What you need to do :: All lines from the start of the listing below through the line containing "fn default() ->" are to be written out again exactly, and no others.
╭──
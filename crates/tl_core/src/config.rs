//! Per-scope tier configuration.
//!
//! The set of keys in `weights` is the set of tiers active in a scope. The
//! lowest active tier is the catch-all bucket: its threshold and caps are
//! ignored by the assignment walk.

use std::collections::BTreeMap;

use crate::errors::CoreError;
use crate::rounding::Threshold;
use crate::tier::Tier;

#[cfg(feature = "serde")]
use serde::{Deserialize, Serialize};

/// Smoothing term added to the vote count of every item.
pub const DEFAULT_DAMPING: u32 = 3;

#[cfg(feature = "serde")]
fn default_damping() -> u32 {
    DEFAULT_DAMPING
}

#[derive(Clone, Debug, PartialEq)]
#[cfg_attr(feature = "serde", derive(Serialize, Deserialize))]
pub struct ScopeConfig {
    #[cfg_attr(feature = "serde", serde(default = "default_damping"))]
    pub damping: u32,
    pub weights: BTreeMap<Tier, i64>,
    #[cfg_attr(feature = "serde", serde(default))]
    pub thresholds: BTreeMap<Tier, f64>,
    #[cfg_attr(feature = "serde", serde(default))]
    pub capacity: BTreeMap<Tier, u32>,
    /// Capacity as a percentage (floor) of the items left once the tiers
    /// above the first share-capped tier are filled.
    #[cfg_attr(feature = "serde", serde(default, skip_serializing_if = "BTreeMap::is_empty"))]
    pub share_pct: BTreeMap<Tier, u8>,
}

impl Default for ScopeConfig {
    fn default() -> Self {
        ScopeConfig::empty(DEFAULT_DAMPING)
            .tier(Tier::Sss, 12, 8.0, Some(3))
            .tier(Tier::SPlus, 10, 7.0, Some(5))
            .tier(Tier::S, 7, 6.0, Some(10))
            .tier(Tier::A, 5, 5.0, None)
            .tier(Tier::B, 4, 4.0, None)
            .tier(Tier::C, 2, 3.0, None)
            .tier(Tier::D, 1, 0.0, None)
    }
}

impl ScopeConfig {
    /// A config with no active tiers; add them with [`ScopeConfig::tier`].
    pub fn empty(damping: u32) -> Self {
        ScopeConfig {
            damping,
            weights: BTreeMap::new(),
            thresholds: BTreeMap::new(),
            capacity: BTreeMap::new(),
            share_pct: BTreeMap::new(),
        }
    }

    /// Activate `tier` with its weight, threshold and optional fixed capacity.
    pub fn tier(mut self, tier: Tier, weight: i64, threshold: f64, capacity: Option<u32>) -> Self {
        self.weights.insert(tier, weight);
        self.thresholds.insert(tier, threshold);
        match capacity {
            Some(c) => self.capacity.insert(tier, c),
            None => self.capacity.remove(&tier),
        };
        self
    }

    /// Cap `tier` at `pct` percent of the share base (see [`ScopeConfig::cap_for`]).
    pub fn share(mut self, tier: Tier, pct: u8) -> Self {
        self.share_pct.insert(tier, pct);
        self
    }

    /// Active tiers, best first.
    pub fn active_tiers(&self) -> Vec<Tier> {
        self.weights.keys().copied().collect()
    }

    pub fn lowest_tier(&self) -> Option<Tier> {
        self.weights.keys().next_back().copied()
    }

    /// Weight of a vote; tiers not active in the scope weigh 0.
    #[inline]
    pub fn weight(&self, tier: Tier) -> i64 {
        self.weights.get(&tier).copied().unwrap_or(0)
    }

    /// Minimum average for `tier`; a missing entry means 0.
    pub fn threshold(&self, tier: Tier) -> Threshold {
        Threshold::new(self.thresholds.get(&tier).copied().unwrap_or(0.0))
    }

    /// Effective capacity of `tier`. `None` means uncapped; the lowest tier
    /// is always uncapped. A share is taken of `share_base`, the number of
    /// items the placement walk still had to place when it first reached a
    /// share-capped tier.
    pub fn cap_for(&self, tier: Tier, share_base: usize) -> Option<usize> {
        if self.lowest_tier() == Some(tier) {
            return None;
        }
        let fixed = self.capacity.get(&tier).map(|&c| c as usize);
        let shared = self
            .share_pct
            .get(&tier)
            .map(|&pct| share_base * usize::from(pct) / 100);
        match (fixed, shared) {
            (Some(a), Some(b)) => Some(a.min(b)),
            (a, b) => a.or(b),
        }
    }

    /// Domain checks for configs coming from operators or disk.
    pub fn validate(&self) -> Result<(), CoreError> {
        if self.weights.is_empty() {
            return Err(CoreError::DomainOutOfRange("weights: no active tier"));
        }
        for t in self.thresholds.values() {
            if !t.is_finite() || *t < 0.0 {
                return Err(CoreError::DomainOutOfRange("thresholds: must be finite and >= 0"));
            }
        }
        if self.share_pct.values().any(|&p| p > 100) {
            return Err(CoreError::DomainOutOfRange("share_pct: must be <= 100"));
        }
        if self.weights.values().any(|w| w.unsigned_abs() > 1_000_000) {
            return Err(CoreError::DomainOutOfRange("weights: magnitude above 1e6"));
        }
        Ok(())
    }
}
//! Song catalog (`songslist.json`).
//!
//! The file is a JSON object keyed by song title. Key order is significant:
//! it is the rotation order of the daily post, so the object is read with
//! `serde_json`'s `preserve_order` map.

use std::path::Path;

use serde::{Deserialize, Serialize};
use serde_json::{Map, Value};
use tl_core::ItemId;

use crate::canonical_json::read_json_opt;
use crate::{IoError, IoResult};

/// Display metadata for one song. Every field is optional.
#[derive(Clone, Debug, Default, PartialEq, Serialize, Deserialize)]
pub struct SongMeta {
    #[serde(rename = "eng", default, skip_serializing_if = "Option::is_none")]
    pub english_title: Option<String>,
    #[serde(rename = "yt", default, skip_serializing_if = "Option::is_none")]
    pub video_url: Option<String>,
    #[serde(rename = "Commission", default, skip_serializing_if = "Option::is_none")]
    pub commission: Option<String>,
    #[serde(rename = "Arranger", default, skip_serializing_if = "Option::is_none")]
    pub arranger: Option<String>,
    #[serde(rename = "Composer", default, skip_serializing_if = "Option::is_none")]
    pub composer: Option<String>,
    #[serde(rename = "Lyricist", default, skip_serializing_if = "Option::is_none")]
    pub lyricist: Option<String>,
    #[serde(rename = "JP Release", default, skip_serializing_if = "Option::is_none")]
    pub jp_release: Option<String>,
    /// Thumbnail / jacket image.
    #[serde(rename = "link", default, skip_serializing_if = "Option::is_none")]
    pub image_url: Option<String>,
}

#[derive(Clone, Debug, Default)]
pub struct Catalog {
    entries: Vec<(ItemId, SongMeta)>,
}

impl Catalog {
    pub fn load(path: &Path) -> IoResult<Catalog> {
        let raw: Map<String, Value> = read_json_opt(path)?
            .ok_or_else(|| IoError::Path(format!("catalog not found: {}", path.display())))?;
        Catalog::from_map(raw)
    }

    pub fn from_json_str(text: &str) -> IoResult<Catalog> {
        let raw: Map<String, Value> = serde_json::from_str(text)?;
        Catalog::from_map(raw)
    }

    fn from_map(raw: Map<String, Value>) -> IoResult<Catalog> {
        let mut entries = Vec::with_capacity(raw.len());
        for (title, meta) in raw {
            let id: ItemId = title
                .parse()
                .map_err(|_| IoError::Invalid(format!("catalog title not usable as item id: {title:?}")))?;
            let meta: SongMeta = serde_json::from_value(meta).map_err(|e| IoError::Json {
                pointer: format!("/{title}"),
                msg: e.to_string(),
            })?;
            entries.push((id, meta));
        }
        Ok(Catalog { entries })
    }

    pub fn len(&self) -> usize {
        self.entries.len()
    }

    pub fn is_empty(&self) -> bool {
        self.entries.is_empty()
    }

    pub fn get(&self, item: &ItemId) -> Option<&SongMeta> {
        self.entries.iter().find(|(id, _)| id == item).map(|(_, m)| m)
    }

    /// Entry at `index`, wrapping around the catalog length.
    pub fn at_rotation(&self, index: u64) -> Option<&ItemId> {
        if self.entries.is_empty() {
            return None;
        }
        let i = (index % self.entries.len() as u64) as usize;
        Some(&self.entries[i].0)
    }

    pub fn iter(&self) -> impl Iterator<Item = (&ItemId, &SongMeta)> {
        self.entries.iter().map(|(id, m)| (id, m))
    }
}
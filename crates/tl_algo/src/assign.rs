//! Tier assignment walk.
//!
//! Items are visited best first. Each one lands in the highest active tier
//! whose threshold it meets (`average >= threshold`) and which still has room;
//! failing either check falls through to the next tier down. The lowest active
//! tier takes whatever reaches it, with no threshold and no cap.
//!
//! Fixed capacities apply from the first item. Share capacities are a
//! percentage of the items still unplaced when the walk first reaches a
//! share-capped tier, so `B 50 %, C 40 %` splits what the fixed top tiers left.

use std::borrow::Cow;
use std::collections::BTreeMap;

use tl_core::rounding::Threshold;

use crate::score::{score_items, ItemScore};
use crate::{ScopeConfig, Tier, TierBuckets, TierEntry, VoteSet};

/// Assign every voted item of one scope to exactly one tier.
///
/// A config that fails `ScopeConfig::validate` (no active tier, bad
/// thresholds, oversized weights) falls back to `ScopeConfig::default()`. An
/// empty vote set yields empty buckets.
pub fn assign_tiers(votes: &VoteSet, config: &ScopeConfig) -> TierBuckets {
    let config: Cow<'_, ScopeConfig> = match config.validate() {
        Ok(()) => Cow::Borrowed(config),
        Err(_) => Cow::Owned(ScopeConfig::default()),
    };
    let scored = score_items(votes, &config);
    place(&scored, &config)
}

/// Bucket already-ranked scores. `scored` must be sorted best first.
pub fn place(scored: &[ItemScore], config: &ScopeConfig) -> TierBuckets {
    let mut out = TierBuckets::empty_for(config);
    let tiers = config.active_tiers();
    let Some((&lowest, upper)) = tiers.split_last() else {
        return out;
    };
    let floors: Vec<(Tier, Threshold)> = upper.iter().map(|&t| (t, config.threshold(t))).collect();

    // Resolved the first time an item reaches the tier.
    let mut room: BTreeMap<Tier, Option<usize>> = BTreeMap::new();
    let mut share_base: Option<usize> = None;

    for (placed, s) in scored.iter().enumerate() {
        let mut tier = lowest;
        for (t, floor) in &floors {
            let left = *room.entry(*t).or_insert_with(|| {
                let base = if config.share_pct.contains_key(t) {
                    *share_base.get_or_insert(scored.len() - placed)
                } else {
                    scored.len()
                };
                config.cap_for(*t, base)
            });
            if s.average.meets(floor) && left.map_or(true, |r| r > 0) {
                tier = *t;
                break;
            }
        }

        if let Some(Some(r)) = room.get_mut(&tier) {
            *r -= 1;
        }
        out.tiers.entry(tier).or_default().push(TierEntry::from(s));
    }
    out
}
//! Determinism utilities: stable total orders for tokens and ranked items.
//!
//! Ranking order for scored items is fixed:
//! 1. damped average, descending (exact ratio comparison)
//! 2. vote count, descending
//! 3. item id, ascending (byte order)

use core::cmp::Ordering;

use crate::rounding::Ratio;
use crate::tokens::{ItemId, ScopeId};

/// Provide a **total**, stable order for values that must sort canonically.
pub trait StableOrd {
    fn stable_cmp(&self, other: &Self) -> Ordering;
}

impl StableOrd for ScopeId {
    #[inline]
    fn stable_cmp(&self, other: &Self) -> Ordering {
        self.as_str().cmp(other.as_str())
    }
}

impl StableOrd for ItemId {
    #[inline]
    fn stable_cmp(&self, other: &Self) -> Ordering {
        self.as_str().as_bytes().cmp(other.as_str().as_bytes())
    }
}

/// Key used to rank scored items, best first.
#[derive(Clone, Copy, Debug)]
pub struct RankKey<'a> {
    pub average: Ratio,
    pub votes: u32,
    pub item: &'a ItemId,
}

/// `Less` means `a` ranks above `b`.
pub fn cmp_ranked(a: &RankKey<'_>, b: &RankKey<'_>) -> Ordering {
    b.average
        .cmp(&a.average)
        .then_with(|| b.votes.cmp(&a.votes))
        .then_with(|| a.item.stable_cmp(b.item))
}

/// Sort scopes **in place** by ascending id.
#[inline]
pub fn sort_scopes(xs: &mut [ScopeId]) {
    xs.sort_by(|a, b| a.stable_cmp(b));
}
//! Scope lock table. One mutex per scope, created on first use and kept for
//! the life of the aggregator.

use std::collections::HashMap;
use std::sync::{Arc, Mutex, PoisonError};

use tl_core::ScopeId;

#[derive(Default)]
pub(crate) struct ScopeLocks {
    table: Mutex<HashMap<ScopeId, Arc<Mutex<()>>>>,
}

impl ScopeLocks {
    fn cell(&self, scope: &ScopeId) -> Arc<Mutex<()>> {
        let mut table = self.table.lock().unwrap_or_else(PoisonError::into_inner);
        Arc::clone(table.entry(scope.clone()).or_default())
    }

    /// Run `f` while holding `scope`'s lock. A lock poisoned by a panicking
    /// holder is taken over: the store, not the guard, holds the state.
    pub(crate) fn with<T>(&self, scope: &ScopeId, f: impl FnOnce() -> T) -> T {
        let cell = self.cell(scope);
        let _guard = cell.lock().unwrap_or_else(PoisonError::into_inner);
        f()
    }
}
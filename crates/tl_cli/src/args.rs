// crates/tl_cli/src/args.rs
//
// Command-line surface. Ids, tiers and post times are parsed by their
// `FromStr` impls, so malformed values are rejected by clap (exit 2).

use std::path::PathBuf;

use clap::{Parser, Subcommand, ValueEnum};
use tl_core::{ItemId, PostTime, ScopeId, Tier, VoterId};

#[derive(Debug, Parser, Clone)]
#[command(
    name = "tierlist",
    version,
    disable_help_subcommand = true,
    about = "Community tier-list voting: record votes and build ranked tier lists per server"
)]
pub struct Args {
    /// Directory holding one sub-directory of JSON documents per scope.
    #[arg(long, env = "TIERLIST_DATA_DIR", default_value = "data")]
    pub data_dir: PathBuf,

    /// Also write logs to a daily rotated file in this directory.
    #[arg(long, env = "TIERLIST_LOG_DIR")]
    pub log_dir: Option<PathBuf>,

    /// Only log warnings and errors (unless RUST_LOG says otherwise).
    #[arg(long)]
    pub quiet: bool,

    #[command(subcommand)]
    pub command: Command,
}

#[derive(Debug, Subcommand, Clone)]
pub enum Command {
    /// Record (or replace) a voter's tier for an item.
    Vote {
        #[arg(long)]
        scope: ScopeId,
        #[arg(long)]
        voter: VoterId,
        #[arg(long)]
        item: ItemId,
        /// One of SSS, S+, S, A, B, C, D.
        #[arg(long)]
        tier: Tier,
    },
    /// Print a scope's tier list.
    Show {
        #[arg(long)]
        scope: ScopeId,
        #[arg(long, value_enum, default_value_t = Format::Text)]
        format: Format,
        /// Recompute first if votes or config changed since the last save.
        #[arg(long)]
        fresh: bool,
    },
    /// Rebuild one scope's tier list, or every stale one.
    Recompute {
        #[arg(long)]
        scope: Option<ScopeId>,
    },
    /// Set where and when a scope's daily song is announced.
    Setup {
        #[arg(long)]
        scope: ScopeId,
        #[arg(long)]
        channel: Option<String>,
        #[arg(long)]
        role: Option<String>,
        /// 24h `HH:MM`.
        #[arg(long)]
        post_time: Option<PostTime>,
    },
    /// Print a scope's effective tier config, optionally replacing it first.
    Config {
        #[arg(long)]
        scope: ScopeId,
        /// JSON file with the new config.
        #[arg(long)]
        set: Option<PathBuf>,
    },
    /// Pick the scope's next daily song and advance its rotation.
    Next {
        #[arg(long)]
        scope: ScopeId,
        #[arg(long, env = "TIERLIST_CATALOG")]
        catalog: PathBuf,
    },
    /// List items that already have votes and can be voted on again.
    Revotable {
        #[arg(long)]
        scope: ScopeId,
    },
}

#[derive(Debug, Clone, Copy, PartialEq, Eq, ValueEnum)]
pub enum Format {
    Text,
    Csv,
    Json,
}
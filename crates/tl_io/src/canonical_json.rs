//! Canonical JSON for scope documents.
//!
//! Canonical form: object keys in byte order, array order kept, compact
//! separators, no trailing newline. Equal documents therefore hash equal,
//! whatever map type produced them.
//!
//! Files are replaced atomically: the bytes go to a temp file in the target
//! directory, which is synced and then renamed over the target.

use std::fs;
use std::io::{ErrorKind, Write};
use std::path::Path;

use serde::de::DeserializeOwned;
use serde::Serialize;
use serde_json::Value;

use crate::{IoError, IoResult};

/// Canonical bytes of any serializable value.
pub fn to_canonical_bytes<T: Serialize + ?Sized>(v: &T) -> IoResult<Vec<u8>> {
    to_canonical_json_bytes(&serde_json::to_value(v)?)
}

pub fn to_canonical_json_bytes(v: &Value) -> IoResult<Vec<u8>> {
    let mut out = Vec::with_capacity(256);
    emit(v, &mut out)?;
    Ok(out)
}

/// Replace `path` with the canonical encoding of `v`, creating parent
/// directories as needed.
pub fn write_canonical_file<T: Serialize + ?Sized>(path: &Path, v: &T) -> IoResult<()> {
    let bytes = to_canonical_bytes(v)?;
    replace_file(path, &bytes)?;
    tracing::debug!(path = %path.display(), bytes = bytes.len(), "wrote canonical json");
    Ok(())
}

/// Parse `path`. A missing file is `Ok(None)`; unreadable JSON is `IoError::Json`
/// with `file:line:column` as the location.
pub fn read_json_opt<T: DeserializeOwned>(path: &Path) -> IoResult<Option<T>> {
    let bytes = match fs::read(path) {
        Ok(b) => b,
        Err(e) if e.kind() == ErrorKind::NotFound => return Ok(None),
        Err(e) => return Err(IoError::Path(format!("read {}: {e}", path.display()))),
    };
    serde_json::from_slice(&bytes).map(Some).map_err(|e| IoError::Json {
        pointer: format!("{}:{}:{}", path.display(), e.line(), e.column()),
        msg: e.to_string(),
    })
}

fn replace_file(path: &Path, bytes: &[u8]) -> IoResult<()> {
    let dir = path
        .parent()
        .ok_or_else(|| IoError::Path(format!("no parent directory: {}", path.display())))?;
    fs::create_dir_all(dir).map_err(|e| IoError::Path(format!("create {}: {e}", dir.display())))?;

    let mut tmp = tempfile::NamedTempFile::new_in(dir)?;
    tmp.write_all(bytes)?;
    tmp.as_file().sync_all()?;
    tmp.persist(path)
        .map_err(|e| IoError::Path(format!("replace {}: {}", path.display(), e.error)))?;
    sync_dir(dir);
    Ok(())
}

// Makes the rename durable. Best effort.
#[cfg(unix)]
fn sync_dir(dir: &Path) {
    if let Ok(d) = fs::File::open(dir) {
        let _ = d.sync_all();
    }
}

#[cfg(not(unix))]
fn sync_dir(_dir: &Path) {}

fn emit(v: &Value, out: &mut Vec<u8>) -> IoResult<()> {
    match v {
        Value::Object(map) => {
            let mut entries: Vec<(&String, &Value)> = map.iter().collect();
            entries.sort_unstable_by(|a, b| a.0.as_bytes().cmp(b.0.as_bytes()));
            out.push(b'{');
            for (i, (key, val)) in entries.into_iter().enumerate() {
                if i != 0 {
                    out.push(b',');
                }
                serde_json::to_writer(&mut *out, key)?;
                out.push(b':');
                emit(val, out)?;
            }
            out.push(b'}');
        }
        Value::Array(items) => {
            out.push(b'[');
            for (i, item) in items.iter().enumerate() {
                if i != 0 {
                    out.push(b',');
                }
                emit(item, out)?;
            }
            out.push(b']');
        }
        // Scalars already have a single compact spelling.
        scalar => serde_json::to_writer(&mut *out, scalar)?,
    }
    Ok(())
}

#[cfg(test)]
mod tests {
    use super::*;
    use serde_json::json;

    #[test]
    fn nested_keys_sorted_array_order_kept() {
        let v = json!({"votes": {"b": {"u2": "A", "u1": "S+"}, "a": {}}, "config": [3, 1, 2]});
        let s = String::from_utf8(to_canonical_json_bytes(&v).unwrap()).unwrap();
        assert_eq!(s, r#"{"config":[3,1,2],"votes":{"a":{},"b":{"u1":"S+","u2":"A"}}}"#);
    }

    #[test]
    fn scalars_and_escapes() {
        let v = json!({"t": "say \"hi\"\n", "n": null, "f": 7.5, "ok": true});
        let s = String::from_utf8(to_canonical_json_bytes(&v).unwrap()).unwrap();
        assert_eq!(s, r#"{"f":7.5,"n":null,"ok":true,"t":"say \"hi\"\n"}"#);
    }

    #[test]
    fn replaces_file_without_leftovers() {
        let dir = tempfile::tempdir().unwrap();
        let path = dir.path().join("scope").join("votes.json");
        write_canonical_file(&path, &json!({"z": 1})).unwrap();
        write_canonical_file(&path, &json!({"z": 2, "a": [1, 2]})).unwrap();
        assert_eq!(fs::read_to_string(&path).unwrap(), r#"{"a":[1,2],"z":2}"#);
        let back: Option<Value> = read_json_opt(&path).unwrap();
        assert_eq!(back, Some(json!({"a": [1, 2], "z": 2})));
        assert_eq!(fs::read_dir(path.parent().unwrap()).unwrap().count(), 1);
    }

    #[test]
    fn missing_is_none_and_garbage_is_error() {
        let dir = tempfile::tempdir().unwrap();
        let missing: Option<Value> = read_json_opt(&dir.path().join("nope.json")).unwrap();
        assert!(missing.is_none());

        let bad = dir.path().join("bad.json");
        fs::write(&bad, b"{not json").unwrap();
        assert!(matches!(read_json_opt::<Value>(&bad), Err(IoError::Json { .. })));
    }
}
╰──
Exercise result ::
filename crates/tl_core/src/config.rs
//! Per-scope tier configuration.
//!
//! The set of keys in `weights` is the set of tiers active in a scope. The
//! lowest active tier is the catch-all bucket: its threshold and caps are
//! ignored by the assignment walk.

use std::collections::BTreeMap;

use crate::errors::CoreError;
use crate::rounding::Threshold;
use crate::tier::Tier;

#[cfg(feature = "serde")]
use serde::{Deserialize, Serialize};

/// Smoothing term added to the vote count of every item.
pub const DEFAULT_DAMPING: u32 = 3;

#[cfg(feature = "serde")]
fn default_damping() -> u32 {
    DEFAULT_DAMPING
}

#[derive(Clone, Debug, PartialEq)]
#[cfg_attr(feature = "serde", derive(Serialize, Deserialize))]
pub struct ScopeConfig {
    #[cfg_attr(feature = "serde", serde(default = "default_damping"))]
    pub damping: u32,
    pub weights: BTreeMap<Tier, i64>,
    #[cfg_attr(feature = "serde", serde(default))]
    pub thresholds: BTreeMap<Tier, f64>,
    #[cfg_attr(feature = "serde", serde(default))]
    pub capacity: BTreeMap<Tier, u32>,
    /// Capacity as a percentage (floor) of the items left once the tiers
    /// above the first share-capped tier are filled.
    #[cfg_attr(feature = "serde", serde(default, skip_serializing_if = "BTreeMap::is_empty"))]
    pub share_pct: BTreeMap<Tier, u8>,
}

impl Default for ScopeConfig {
    fn default() -> Self {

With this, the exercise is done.